#### Collected data entries
━━━━━━━━━━━━━━━━━━━━

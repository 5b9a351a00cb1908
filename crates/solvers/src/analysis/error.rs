/// Aggregate absolute error of a numerical trajectory against the exact one.
#[derive(Debug, Clone, Copy, PartialEq)]
pub struct ErrorSummary {
    /// Largest pointwise absolute error.
    pub max: f64,

    /// Root-mean-square of the pointwise absolute errors.
    pub rms: f64,
}

/// Computes the max and RMS absolute error of `numeric` against `exact`.
///
/// Only the first `min(numeric.len(), exact.len())` samples are compared, so a
/// revealed prefix of a trajectory can be analyzed against the full exact
/// sequence. Returns `None` when no exact sequence is available or nothing
/// overlaps.
///
/// A non-finite pointwise error (an infinite or NaN sample on either side)
/// makes both `max` and `rms` infinite, so a blow-up is never masked.
#[must_use]
pub fn analyze(numeric: &[f64], exact: Option<&[f64]>) -> Option<ErrorSummary> {
    let exact = exact?;
    let n = numeric.len().min(exact.len());
    if n == 0 {
        return None;
    }

    let mut max = 0.0_f64;
    let mut sum_sq = 0.0;
    for (a, b) in numeric.iter().zip(exact) {
        let err = (a - b).abs();
        let err = if err.is_nan() { f64::INFINITY } else { err };
        max = max.max(err);
        sum_sq += err * err;
    }

    #[allow(clippy::cast_precision_loss)]
    let rms = (sum_sq / n as f64).sqrt();

    Some(ErrorSummary { max, rms })
}

/// Returns the pointwise absolute errors `|numeric[i] - exact[i]|`.
///
/// The result has `min(numeric.len(), exact.len())` entries. Non-finite
/// errors are reported unchanged.
#[must_use]
pub fn abs_errors(numeric: &[f64], exact: &[f64]) -> Vec<f64> {
    numeric
        .iter()
        .zip(exact)
        .map(|(a, b)| (a - b).abs())
        .collect()
}
//! Fixed-step integrators and error analysis for scalar initial-value problems.
//!
//! # Modules
//!
//! - [`plan`] — reconciles an interval and a requested step size into a
//!   [`Plan`] whose steps land exactly on the end of the interval
//! - [`transient`] — explicit Euler and explicit midpoint (RK2) integrators
//! - [`analysis`] — exact-solution sampling, error metrics, and the display
//!   rounding rule shared by every read-out

pub mod analysis;
pub mod plan;
pub mod transient;

pub use plan::{Plan, plan};
pub use transient::Method;
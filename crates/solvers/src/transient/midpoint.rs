//! Explicit midpoint Runge-Kutta integrator (RK2).
//!
//! Takes a half Euler step to estimate the slope at the middle of the step,
//! then uses that slope for the full step:
//!
//! ```text
//! k1      = f(t_k, y_k)
//! k2      = f(t_k + h/2, y_k + (h/2) k1)
//! y_{k+1} = y_k + h k2
//! ```
//!
//! This is the midpoint member of the RK2 family. Heun's method, which
//! averages the slopes at both ends of the step, is also second order but
//! gives different values after a handful of steps.

use twostep_core::{Observer, Rhs};

use crate::Plan;

use super::{Action, Event, Solution, march::march};

/// Evaluations of `f` per midpoint step.
const EVALUATIONS_PER_STEP: usize = 2;

/// Integrates `rhs` over `plan` using the explicit midpoint method.
///
/// The observer receives an [`Event`] for the initial condition and after each
/// step, and may return [`Action::StopEarly`] to terminate.
#[must_use]
pub fn solve<R, Obs>(rhs: &R, plan: &Plan, y0: f64, observer: Obs) -> Solution
where
    R: Rhs + ?Sized,
    Obs: Observer<Event, Action>,
{
    let h = plan.step_size();
    let half = 0.5 * h;
    march(plan, y0, observer, EVALUATIONS_PER_STEP, |t, y| {
        let k1 = rhs.slope(t, y);
        let k2 = rhs.slope(t + half, y + half * k1);
        y + h * k2
    })
}

/// Integrates `rhs` over `plan` using the midpoint method without observation.
///
/// This is a convenience wrapper around [`solve`] that discards events.
#[must_use]
pub fn solve_unobserved<R>(rhs: &R, plan: &Plan, y0: f64) -> Solution
where
    R: Rhs + ?Sized,
{
    solve(rhs, plan, y0, ())
}

#[cfg(test)]
mod tests {
    use super::*;

    use std::cell::{Cell, RefCell};

    use approx::assert_relative_eq;

    use crate::{plan, transient::Status};

    #[test]
    fn linear_in_time_slope_is_exact() {
        // y' = 2t integrates to t² with no error for any second-order method.
        let plan = plan(0.0, 5.0, 0.2);
        let solution = solve_unobserved(&|t: f64, _y: f64| 2.0 * t, &plan, 0.0);

        for (t, y) in solution.trajectory.iter() {
            assert_relative_eq!(y, t * t, epsilon = 1e-10);
        }
    }

    #[test]
    fn single_step_matches_hand_computation() {
        // y' = y, h = 0.2: y1 = 1 + 0.2 (1 + 0.1) = 1.22
        let solution = solve_unobserved(&|_t: f64, y: f64| y, &plan(0.0, 0.2, 0.2), 1.0);
        let values = solution.trajectory.values();
        assert_eq!(values.len(), 2);
        assert_relative_eq!(values[1], 1.22, epsilon = 1e-15);
    }

    #[test]
    fn evaluates_slope_at_the_midpoint() {
        let times = RefCell::new(Vec::new());
        let rhs = |t: f64, _y: f64| {
            times.borrow_mut().push(t);
            0.0
        };

        let _ = solve_unobserved(&rhs, &plan(0.0, 1.0, 0.5), 0.0);

        assert_eq!(*times.borrow(), vec![0.0, 0.25, 0.5, 0.75]);
    }

    #[test]
    fn evaluates_rhs_twice_per_step() {
        let calls = Cell::new(0_usize);
        let rhs = |_t: f64, y: f64| {
            calls.set(calls.get() + 1);
            y
        };

        let solution = solve_unobserved(&rhs, &plan(0.0, 2.0, 0.2), 1.0);

        assert_eq!(calls.get(), 20);
        assert_eq!(solution.evaluations, 20);
        assert_eq!(solution.status, Status::Complete);
    }

    #[test]
    fn observer_sees_every_sample() {
        let mut values = Vec::new();
        let solution = solve(
            &|_t: f64, y: f64| -2.0 * y,
            &plan(0.0, 2.0, 0.2),
            1.0,
            |event: &Event| {
                values.push(event.y);
                None
            },
        );

        assert_eq!(values, solution.trajectory.values());
    }
}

━━━━━━━━━━━━━━━━━━━━

#### TASK STATEMENT
Could you retype every line of the data exactly?

#### ANSWER BELOW
repository 5b9a351a00cb1908
filename crates/solvers/src/analysis/error.rs
/// Aggregate absolute error of a numerical trajectory against the exact one.
#[derive(Debug, Clone, Copy, PartialEq)]
pub struct ErrorSummary {
    /// Largest pointwise absolute error.
    pub max: f64,

    /// Root-mean-square of the pointwise absolute errors.
    pub rms: f64,
}

/// Computes the max and RMS absolute error of `numeric` against `exact`.
///
/// Only the first `min(numeric.len(), exact.len())` samples are compared, so a
/// revealed prefix of a trajectory can be analyzed against the full exact
/// sequence. Returns `None` when no exact sequence is available or nothing
/// overlaps.
///
/// A non-finite pointwise error (an infinite or NaN sample on either side)
/// makes both `max` and `rms` infinite, so a blow-up is never masked.
#[must_use]
pub fn analyze(numeric: &[f64], exact: Option<&[f64]>) -> Option<ErrorSummary> {
    let exact = exact?;
    let n = numeric.len().min(exact.len());
    if n == 0 {
        return None;
    }

    let mut max = 0.0_f64;
    let mut sum_sq = 0.0;
    for (a, b) in numeric.iter().zip(exact) {
        let err = (a - b).abs();
        let err = if err.is_nan() { f64::INFINITY } else { err };
        max = max.max(err);
        sum_sq += err * err;
    }

    #[allow(clippy::cast_precision_loss)]
    let rms = (sum_sq / n as f64).sqrt();

    Some(ErrorSummary { max, rms })
}

/// Returns the pointwise absolute errors `|numeric[i] - exact[i]|`.
///
/// The result has `min(numeric.len(), exact.len())` entries. Non-finite
/// errors are reported unchanged.
#[must_use]
pub fn abs_errors(numeric: &[f64], exact: &[f64]) -> Vec<f64> {
    numeric
        .iter()
        .zip(exact)
        .map(|(a, b)| (a - b).abs())
        .collect()
}
//! Fixed-step integrators and error analysis for scalar initial-value problems.
//!
//! # Modules
//!
//! - [`plan`] — reconciles an interval and a requested step size into a
//!   [`Plan`] whose steps land exactly on the end of the interval
//! - [`transient`] — explicit Euler and explicit midpoint (RK2) integrators
//! - [`analysis`] — exact-solution sampling, error metrics, and the display
//!   rounding rule shared by every read-out

pub mod analysis;
pub mod plan;
pub mod transient;

pub use plan::{Plan, plan};
pub use transient::Method;
filename crates/solvers/src/transient/midpoint.rs
//! Explicit midpoint Runge-Kutta integrator (RK2).
//!
//! Takes a half Euler step to estimate the slope at the middle of the step,
//! then uses that slope for the full step:
//!
//! ```text
//! k1      = f(t_k, y_k)
//! k2      = f(t_k + h/2, y_k + (h/2) k1)
//! y_{k+1} = y_k + h k2
//! ```
//!
//! This is the midpoint member of the RK2 family. Heun's method, which
//! averages the slopes at both ends of the step, is also second order but
//! gives different values after a handful of steps.

use twostep_core::{Observer, Rhs};

use crate::Plan;

use super::{Action, Event, Solution, march::march};

/// Evaluations of `f` per midpoint step.
const EVALUATIONS_PER_STEP: usize = 2;

/// Integrates `rhs` over `plan` using the explicit midpoint method.
///
/// The observer receives an [`Event`] for the initial condition and after each
/// step, and may return [`Action::StopEarly`] to terminate.
#[must_use]
pub fn solve<R, Obs>(rhs: &R, plan: &Plan, y0: f64, observer: Obs) -> Solution
where
    R: Rhs + ?Sized,
    Obs: Observer<Event, Action>,
{
    let h = plan.step_size();
    let half = 0.5 * h;
    march(plan, y0, observer, EVALUATIONS_PER_STEP, |t, y| {
        let k1 = rhs.slope(t, y);
        let k2 = rhs.slope(t + half, y + half * k1);
        y + h * k2
    })
}

/// Integrates `rhs` over `plan` using the midpoint method without observation.
///
/// This is a convenience wrapper around [`solve`] that discards events.
#[must_use]
pub fn solve_unobserved<R>(rhs: &R, plan: &Plan, y0: f64) -> Solution
where
    R: Rhs + ?Sized,
{
    solve(rhs, plan, y0, ())
}

#[cfg(test)]
mod tests {
    use super::*;

    use std::cell::{Cell, RefCell};

    use approx::assert_relative_eq;

    use crate::{plan, transient::Status};

    #[test]
    fn linear_in_time_slope_is_exact() {
        // y' = 2t integrates to t² with no error for any second-order method.
        let plan = plan(0.0, 5.0, 0.2);
        let solution = solve_unobserved(&|t: f64, _y: f64| 2.0 * t, &plan, 0.0);

        for (t, y) in solution.trajectory.iter() {
            assert_relative_eq!(y, t * t, epsilon = 1e-10);
        }
    }

    #[test]
    fn single_step_matches_hand_computation() {
        // y' = y, h = 0.2: y1 = 1 + 0.2 (1 + 0.1) = 1.22
        let solution = solve_unobserved(&|_t: f64, y: f64| y, &plan(0.0, 0.2, 0.2), 1.0);
        let values = solution.trajectory.values();
        assert_eq!(values.len(), 2);
        assert_relative_eq!(values[1], 1.22, epsilon = 1e-15);
    }

    #[test]
    fn evaluates_slope_at_the_midpoint() {
        let times = RefCell::new(Vec::new());
        let rhs = |t: f64, _y: f64| {
            times.borrow_mut().push(t);
            0.0
        };

        let _ = solve_unobserved(&rhs, &plan(0.0, 1.0, 0.5), 0.0);

        assert_eq!(*times.borrow(), vec![0.0, 0.25, 0.5, 0.75]);
    }

    #[test]
    fn evaluates_rhs_twice_per_step() {
        let calls = Cell::new(0_usize);
        let rhs = |_t: f64, y: f64| {
            calls.set(calls.get() + 1);
            y
        };

        let solution = solve_unobserved(&rhs, &plan(0.0, 2.0, 0.2), 1.0);

        assert_eq!(calls.get(), 20);
        assert_eq!(solution.evaluations, 20);
        assert_eq!(solution.status, Status::Complete);
    }

    #[test]
    fn observer_sees_every_sample() {
        let mut values = Vec::new();
        let solution = solve(
            &|_t: f64, y: f64| -2.0 * y,
            &plan(0.0, 2.0, 0.2),
            1.0,
            |event: &Event| {
                values.push(event.y);
                None
            },
        );

        assert_eq!(values, solution.trajectory.values());
    }
}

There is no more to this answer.